-- Stored data --
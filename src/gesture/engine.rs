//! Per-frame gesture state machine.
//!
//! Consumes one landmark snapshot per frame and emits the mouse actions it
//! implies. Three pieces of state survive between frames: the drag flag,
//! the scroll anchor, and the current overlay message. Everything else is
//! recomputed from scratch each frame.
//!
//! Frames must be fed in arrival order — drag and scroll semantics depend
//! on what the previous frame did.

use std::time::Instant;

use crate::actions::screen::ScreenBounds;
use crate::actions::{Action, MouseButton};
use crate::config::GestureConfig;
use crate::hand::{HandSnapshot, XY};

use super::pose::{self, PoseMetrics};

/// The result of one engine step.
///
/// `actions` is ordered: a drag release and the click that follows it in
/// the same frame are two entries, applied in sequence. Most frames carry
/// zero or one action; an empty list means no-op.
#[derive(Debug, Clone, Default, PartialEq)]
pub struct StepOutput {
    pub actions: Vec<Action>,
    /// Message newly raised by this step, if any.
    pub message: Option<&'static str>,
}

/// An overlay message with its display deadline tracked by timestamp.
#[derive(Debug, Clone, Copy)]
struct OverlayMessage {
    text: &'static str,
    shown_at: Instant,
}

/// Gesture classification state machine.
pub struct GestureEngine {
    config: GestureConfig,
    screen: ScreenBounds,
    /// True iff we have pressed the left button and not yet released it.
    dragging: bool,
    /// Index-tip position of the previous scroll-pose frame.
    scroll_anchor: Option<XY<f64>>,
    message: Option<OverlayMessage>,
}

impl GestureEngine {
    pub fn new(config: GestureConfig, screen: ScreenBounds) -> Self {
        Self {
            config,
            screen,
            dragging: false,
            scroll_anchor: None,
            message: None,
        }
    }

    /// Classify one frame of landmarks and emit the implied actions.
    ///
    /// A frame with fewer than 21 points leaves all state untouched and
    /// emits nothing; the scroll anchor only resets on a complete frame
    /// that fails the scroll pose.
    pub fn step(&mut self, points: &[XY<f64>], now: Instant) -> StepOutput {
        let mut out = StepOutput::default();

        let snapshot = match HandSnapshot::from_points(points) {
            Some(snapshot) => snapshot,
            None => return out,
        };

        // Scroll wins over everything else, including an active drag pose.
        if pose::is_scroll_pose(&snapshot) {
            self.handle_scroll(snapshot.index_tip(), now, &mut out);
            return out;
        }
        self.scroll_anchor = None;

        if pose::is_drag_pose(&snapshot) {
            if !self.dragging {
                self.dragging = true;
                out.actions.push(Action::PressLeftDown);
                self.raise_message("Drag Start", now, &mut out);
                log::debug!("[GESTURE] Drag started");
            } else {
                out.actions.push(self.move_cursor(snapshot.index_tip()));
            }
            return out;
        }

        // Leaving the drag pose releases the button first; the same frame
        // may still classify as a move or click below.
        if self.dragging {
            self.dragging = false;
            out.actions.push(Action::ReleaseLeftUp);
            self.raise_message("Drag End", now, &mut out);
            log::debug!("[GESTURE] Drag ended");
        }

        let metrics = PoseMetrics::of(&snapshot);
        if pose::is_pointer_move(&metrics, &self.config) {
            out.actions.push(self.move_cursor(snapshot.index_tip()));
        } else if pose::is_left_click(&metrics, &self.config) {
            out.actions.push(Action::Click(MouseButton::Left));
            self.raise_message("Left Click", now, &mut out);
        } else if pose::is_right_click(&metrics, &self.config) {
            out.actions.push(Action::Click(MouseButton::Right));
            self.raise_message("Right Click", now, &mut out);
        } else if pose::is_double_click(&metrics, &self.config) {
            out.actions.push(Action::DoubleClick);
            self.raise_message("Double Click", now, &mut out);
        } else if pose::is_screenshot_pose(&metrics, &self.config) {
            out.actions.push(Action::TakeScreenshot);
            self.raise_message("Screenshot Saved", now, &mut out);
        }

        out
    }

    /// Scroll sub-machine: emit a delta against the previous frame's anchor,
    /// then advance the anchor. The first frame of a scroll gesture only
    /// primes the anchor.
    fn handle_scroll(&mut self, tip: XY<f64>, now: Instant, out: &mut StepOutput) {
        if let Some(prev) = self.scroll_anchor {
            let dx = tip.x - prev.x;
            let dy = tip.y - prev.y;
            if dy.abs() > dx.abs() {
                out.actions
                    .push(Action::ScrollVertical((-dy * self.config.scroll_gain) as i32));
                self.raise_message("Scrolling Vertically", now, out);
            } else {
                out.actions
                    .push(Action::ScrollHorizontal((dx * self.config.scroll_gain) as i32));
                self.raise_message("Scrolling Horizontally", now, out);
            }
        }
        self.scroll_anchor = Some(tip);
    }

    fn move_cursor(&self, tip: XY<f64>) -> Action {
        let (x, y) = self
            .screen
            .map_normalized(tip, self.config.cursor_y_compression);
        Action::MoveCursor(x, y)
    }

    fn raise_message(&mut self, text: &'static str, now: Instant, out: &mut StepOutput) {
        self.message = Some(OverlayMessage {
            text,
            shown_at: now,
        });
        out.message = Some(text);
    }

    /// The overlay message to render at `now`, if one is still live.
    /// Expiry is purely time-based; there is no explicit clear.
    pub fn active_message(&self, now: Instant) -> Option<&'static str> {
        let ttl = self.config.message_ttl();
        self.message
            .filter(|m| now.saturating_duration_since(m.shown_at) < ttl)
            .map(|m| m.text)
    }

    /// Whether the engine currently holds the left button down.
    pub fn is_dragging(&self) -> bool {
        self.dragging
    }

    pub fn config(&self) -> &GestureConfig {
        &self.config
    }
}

-- What this task involves --
The whole listing above should be copied out exactly, line by line.

-- Answer box --
filename src/gesture/engine.rs
//! Per-frame gesture state machine.
//!
//! Consumes one landmark snapshot per frame and emits the mouse actions it
//! implies. Three pieces of state survive between frames: the drag flag,
//! the scroll anchor, and the current overlay message. Everything else is
//! recomputed from scratch each frame.
//!
//! Frames must be fed in arrival order — drag and scroll semantics depend
//! on what the previous frame did.

use std::time::Instant;

use crate::actions::screen::ScreenBounds;
use crate::actions::{Action, MouseButton};
use crate::config::GestureConfig;
use crate::hand::{HandSnapshot, XY};

use super::pose::{self, PoseMetrics};

/// The result of one engine step.
///
/// `actions` is ordered: a drag release and the click that follows it in
/// the same frame are two entries, applied in sequence. Most frames carry
/// zero or one action; an empty list means no-op.
#[derive(Debug, Clone, Default, PartialEq)]
pub struct StepOutput {
    pub actions: Vec<Action>,
    /// Message newly raised by this step, if any.
    pub message: Option<&'static str>,
}

/// An overlay message with its display deadline tracked by timestamp.
#[derive(Debug, Clone, Copy)]
struct OverlayMessage {
    text: &'static str,
    shown_at: Instant,
}

/// Gesture classification state machine.
pub struct GestureEngine {
    config: GestureConfig,
    screen: ScreenBounds,
    /// True iff we have pressed the left button and not yet released it.
    dragging: bool,
    /// Index-tip position of the previous scroll-pose frame.
    scroll_anchor: Option<XY<f64>>,
    message: Option<OverlayMessage>,
}

impl GestureEngine {
    pub fn new(config: GestureConfig, screen: ScreenBounds) -> Self {
        Self {
            config,
            screen,
            dragging: false,
            scroll_anchor: None,
            message: None,
        }
    }

    /// Classify one frame of landmarks and emit the implied actions.
    ///
    /// A frame with fewer than 21 points leaves all state untouched and
    /// emits nothing; the scroll anchor only resets on a complete frame
    /// that fails the scroll pose.
    pub fn step(&mut self, points: &[XY<f64>], now: Instant) -> StepOutput {
        let mut out = StepOutput::default();

        let snapshot = match HandSnapshot::from_points(points) {
            Some(snapshot) => snapshot,
            None => return out,
        };

        // Scroll wins over everything else, including an active drag pose.
        if pose::is_scroll_pose(&snapshot) {
            self.handle_scroll(snapshot.index_tip(), now, &mut out);
            return out;
        }
        self.scroll_anchor = None;

        if pose::is_drag_pose(&snapshot) {
            if !self.dragging {
                self.dragging = true;
                out.actions.push(Action::PressLeftDown);
                self.raise_message("Drag Start", now, &mut out);
                log::debug!("[GESTURE] Drag started");
            } else {
                out.actions.push(self.move_cursor(snapshot.index_tip()));
            }
            return out;
        }

        // Leaving the drag pose releases the button first; the same frame
        // may still classify as a move or click below.
        if self.dragging {
            self.dragging = false;
            out.actions.push(Action::ReleaseLeftUp);
            self.raise_message("Drag End", now, &mut out);
            log::debug!("[GESTURE] Drag ended");
        }

        let metrics = PoseMetrics::of(&snapshot);
        if pose::is_pointer_move(&metrics, &self.config) {
            out.actions.push(self.move_cursor(snapshot.index_tip()));
        } else if pose::is_left_click(&metrics, &self.config) {
            out.actions.push(Action::Click(MouseButton::Left));
            self.raise_message("Left Click", now, &mut out);
        } else if pose::is_right_click(&metrics, &self.config) {
            out.actions.push(Action::Click(MouseButton::Right));
            self.raise_message("Right Click", now, &mut out);
        } else if pose::is_double_click(&metrics, &self.config) {
            out.actions.push(Action::DoubleClick);
            self.raise_message("Double Click", now, &mut out);
        } else if pose::is_screenshot_pose(&metrics, &self.config) {
            out.actions.push(Action::TakeScreenshot);
            self.raise_message("Screenshot Saved", now, &mut out);
        }

        out
    }

    /// Scroll sub-machine: emit a delta against the previous frame's anchor,
    /// then advance the anchor. The first frame of a scroll gesture only
    /// primes the anchor.
    fn handle_scroll(&mut self, tip: XY<f64>, now: Instant, out: &mut StepOutput) {
        if let Some(prev) = self.scroll_anchor {
            let dx = tip.x - prev.x;
            let dy = tip.y - prev.y;
            if dy.abs() > dx.abs() {
                out.actions
                    .push(Action::ScrollVertical((-dy * self.config.scroll_gain) as i32));
                self.raise_message("Scrolling Vertically", now, out);
            } else {
                out.actions
                    .push(Action::ScrollHorizontal((dx * self.config.scroll_gain) as i32));
                self.raise_message("Scrolling Horizontally", now, out);
            }
        }
        self.scroll_anchor = Some(tip);
    }

    fn move_cursor(&self, tip: XY<f64>) -> Action {
        let (x, y) = self
            .screen
            .map_normalized(tip, self.config.cursor_y_compression);
        Action::MoveCursor(x, y)
    }

    fn raise_message(&mut self, text: &'static str, now: Instant, out: &mut StepOutput) {
        self.message = Some(OverlayMessage {
            text,
            shown_at: now,
        });
        out.message = Some(text);
    }

    /// The overlay message to render at `now`, if one is still live.
    /// Expiry is purely time-based; there is no explicit clear.
    pub fn active_message(&self, now: Instant) -> Option<&'static str> {
        let ttl = self.config.message_ttl();
        self.message
            .filter(|m| now.saturating_duration_since(m.shown_at) < ttl)
            .map(|m| m.text)
    }

    /// Whether the engine currently holds the left button down.
    pub fn is_dragging(&self) -> bool {
        self.dragging
    }

    pub fn config(&self) -> &GestureConfig {
        &self.config
    }
}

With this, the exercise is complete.